Burwood Hospital generator project

 

Burwood Hospital was having a new Aged Care hospital wing built and this required a new boiler house to supply the enlarged campus. The new European manufactured  bio-mass boilers required a standby generator to be installed and integrated into the control system for the boiler, along with the associated generator control and monitoring systems.

 Installation

The chosen solution was a fully enclosed 650kVA generator that would be housed within the boiler house and would have an acoustically treated inlet to meet the local noise legislation. The exhaust system would have to be extended to exit out of the building’s roof, approx. length 25m. This required TDX to work with the builder to get the stack fabricated & located in the building at an early stage to allow the roof to be completed. Once the installation of the boiler assembly had progressed to a sufficient point we then installed the generator within the building along with the noise attenuators and connected the generator exhaust.
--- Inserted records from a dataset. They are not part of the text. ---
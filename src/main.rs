#![cfg_attr(all(windows, not(debug_assertions)), windows_subsystem = "windows")]

use anyhow::Context;
use pac_dialog::app::App;
use pac_dialog::platform;
use tracing::{error, info};

fn start() -> anyhow::Result<App> {
    let force_console = std::env::args().skip(1).any(|arg| arg == "--console" || arg == "-c");
    platform::init_console(force_console).context("could not set up logging")?;

    info!(version = env!("CARGO_PKG_VERSION"), "Starting Pac Dialog");
    App::new().context("startup failed")
}

pub fn main() {
    let mut app = match start() {
        Ok(app) => app,
        Err(e) => {
            // Logging may be the thing that failed
            error!("{e:#}");
            eprintln!("{e:#}");
            std::process::exit(1);
        }
    };

    info!(frame_budget = ?pac_dialog::constants::LOOP_TIME, "Starting game loop");
    while app.run() {}
    info!("Game loop ended");
}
The generator controller was mounted remotely in the main switchboard room and allowed syncing to the grid to allow the generator to load shed if required by the local lines company in peak periods, it also allowed exported power to be metered.

The boiler room had an external diesel tank that supplies diesel to a small diesel standby boiler in the room. The generator fuel system had to be integrated to the boiler computer controlled fuel network. The generator base tank has a fuel level sensor and shutoff valves that would send a command to the boiler control to start/stop pumping fuel to the base tank. The generator controller is integrated into the BMS system for the hospital to allow remote monitoring. It was also integrated into the boiler management system with contacts that allow the boiler system to know if the generator has failed to start, if this is the case the boiler will commence a shutdown process to prevent damage to the boilers

Outcome

The boiler room is completely autonomous from the rest of the hospital power network to provide heating and hot water to the whole site. It was delivered on time and to budget and specification.  The generator was tested for 4 hours to confirm that the grid synching worked, the metering of outgoing power was recorded and that it was integrated correctly to the boiler controller and the CDHB BMS system.